Nesse contexto, o BNDES também está estimulando startups que possam ajudar nesse processo, como na estruturação dos projetos de preservar a floresta e reflorestar a mata?
Temos 49 fundos de investimento na BNDESPar. Uma boa parte deles investe em venture capital e empreendimentos em estágio inicial, como startups. Procuramos mecanismos de inovação. Uma das empresas nas quais investimos lá atrás é a Magnamed, grande produtora de ventiladores mecânicos durante a pandemia. Era uma companhia pequena que hoje fatura R$ 350 milhões por ano. E há vários outros bons exemplos.
Fizemos um fundo com a Qualcomm para investir em tecnologia de internet das coisas. Temos um programa chamado BNDES Garagem, que recentemente premiou algumas startups que participam da iniciativa, entre elas a Meu Pé de Árvore, de Rondônia, para fazer plantio na região da Amazônia.
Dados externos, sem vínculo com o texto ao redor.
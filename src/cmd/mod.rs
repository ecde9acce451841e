//! Subcommand dispatch and execution.
//!
//! The [`dispatch`] function initialises logging from the global flags and
//! routes the parsed CLI to the matching handler. Each handler lives in its
//! own submodule and exposes an `execute` function. Handlers that modify a
//! configuration always go through [`XmlConfig::write`](crate::XmlConfig::write),
//! so nothing invalid reaches the disk.

pub mod describe;
pub mod dimension;
pub mod export;
pub mod files;
pub mod get;
pub mod line;
pub mod set;
pub mod show;
pub mod validate;

use crate::cli::{Cli, Commands, Target};
use crate::error::XmlConfError;
use crate::logging;
use crate::store::XmlConfig;

pub fn dispatch(cli: Cli) -> Result<(), XmlConfError> {
    logging::init_from_args(&cli.logging);

    match cli.command {
        Some(Commands::Validate(ref args)) => validate::execute(args),
        Some(Commands::Show(ref args)) => show::execute(args),
        Some(Commands::Get(ref args)) => get::execute(args),
        Some(Commands::Set(ref args)) => set::execute(args),
        Some(Commands::Line { ref action }) => line::execute(action),
        Some(Commands::Spot { ref action }) => dimension::execute_spot(action),
        Some(Commands::Gw { ref action }) => dimension::execute_gw(action),
        Some(Commands::Files(ref args)) => files::execute(args),
        Some(Commands::Describe(ref args)) => describe::execute(args),
        Some(Commands::Export(ref args)) => export::execute(args),
        None => {
            print_welcome();
            Ok(())
        }
    }
}

/// Open the configuration a command targets.
pub(crate) fn open(target: &Target) -> Result<XmlConfig, XmlConfError> {
    XmlConfig::open(&target.config, target.schema_path())
}

fn print_welcome() {
    let version = env!("CARGO_PKG_VERSION");
    println!(
        "\n  xmlconf v{version}: schema-validated XML configuration store\n\n  \
         No command provided. To get started:\n\n    \
         xmlconf validate core.xml          Check core.xml against core.xsd\n    \
         xmlconf show core.xml              Print sections, keys and tables\n    \
         xmlconf describe core.xsd delay    Type, unit and hints of an element\n    \
         xmlconf --help                     See all commands and options\n"
    );
}
//! Pretty serialization of a [`Document`] using quick-xml's indenting writer.

use quick_xml::events::{BytesDecl, BytesEnd, BytesStart, BytesText, Event};
use quick_xml::Writer;

use super::{Document, NodeId, NodeKind};

const DEFAULT_ENCODING: &str = "UTF-8";

/// Serialize the document with an XML declaration carrying the declared
/// encoding (UTF-8 when none was declared) and two-space indentation.
pub fn to_xml_string(doc: &Document) -> std::io::Result<String> {
    let mut writer = Writer::new_with_indent(Vec::new(), b' ', 2);
    let encoding = doc.encoding().unwrap_or(DEFAULT_ENCODING);
    writer
        .write_event(Event::Decl(BytesDecl::new("1.0", Some(encoding), None)))
        .map_err(|e| std::io::Error::other(e.to_string()))?;
    write_node(&mut writer, doc, doc.root())?;

    let mut bytes = writer.into_inner();
    bytes.push(b'\n');
    String::from_utf8(bytes).map_err(|e| std::io::Error::other(e.to_string()))
}

fn write_node(writer: &mut Writer<Vec<u8>>, doc: &Document, id: NodeId) -> std::io::Result<()> {
    let node = doc.node(id);
    if node.kind() == NodeKind::Comment {
        let text = format!(" {} ", node.text().unwrap_or_default());
        return emit(writer, Event::Comment(BytesText::from_escaped(text.as_str())));
    }

    let mut start = BytesStart::new(node.name());
    for (key, value) in node.attributes() {
        start.push_attribute((key.as_str(), value.as_str()));
    }
    let text = node.text().filter(|t| !t.is_empty());
    let children = doc.children(id);

    if children.is_empty() && text.is_none() {
        return emit(writer, Event::Empty(start));
    }

    emit(writer, Event::Start(start))?;
    if let Some(text) = text {
        emit(writer, Event::Text(BytesText::new(text)))?;
    }
    for child in children {
        write_node(writer, doc, *child)?;
    }
    emit(writer, Event::End(BytesEnd::new(node.name())))
}

fn emit(writer: &mut Writer<Vec<u8>>, event: Event<'_>) -> std::io::Result<()> {
    writer
        .write_event(event)
        .map_err(|e| std::io::Error::other(e.to_string()))
}

#[cfg(test)]
mod tests {
    use crate::tree::Document;

    const SOURCE: &str = r#"<?xml version="1.0" encoding="UTF-8"?>
<configuration component="st">
  <!-- physical layer -->
  <physical>
    <delay>250</delay>
    <modcods>
      <modcod id="1" name="QPSK &lt;1/2&gt;"/>
      <modcod id="2" name="8PSK"/>
    </modcods>
  </physical>
</configuration>
"#;

    #[test]
    fn output_is_indented_and_declares_encoding() {
        let doc = Document::parse(SOURCE).unwrap();
        let xml = doc.to_xml_string().unwrap();
        assert!(xml.starts_with("<?xml version=\"1.0\" encoding=\"UTF-8\"?>\n<configuration"));
        assert!(xml.contains("\n    <delay>250</delay>\n"));
        assert!(xml.contains("<modcod id=\"1\" name=\"QPSK &lt;1/2&gt;\"/>"));
        assert!(xml.contains("<!-- physical layer -->"));
        assert!(xml.ends_with("</configuration>\n"));
    }

    #[test]
    fn reparsing_output_yields_the_same_tree() {
        let doc = Document::parse(SOURCE).unwrap();
        let again = Document::parse(&doc.to_xml_string().unwrap()).unwrap();
        assert_eq!(doc.to_fragment(doc.root()), again.to_fragment(again.root()));
        assert_eq!(doc.to_xml_string().unwrap(), again.to_xml_string().unwrap());
    }
}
Já botamos R$ 6 bilhões na soma de todas essas iniciativas. A cada real posto pelo BNDES, necessariamente precisam vir R$ 3 do mercado, de nossos parceiros. No total, essa estratégia envolve R$ 29 bilhões.
Estamos direcionando o BNDES Garagem para projetos de impacto socioambiental, mobilidade urbana, educação, saúde, inovação, tecnologia e muita coisas de ESG. É um ecossistema de desenvolvimento.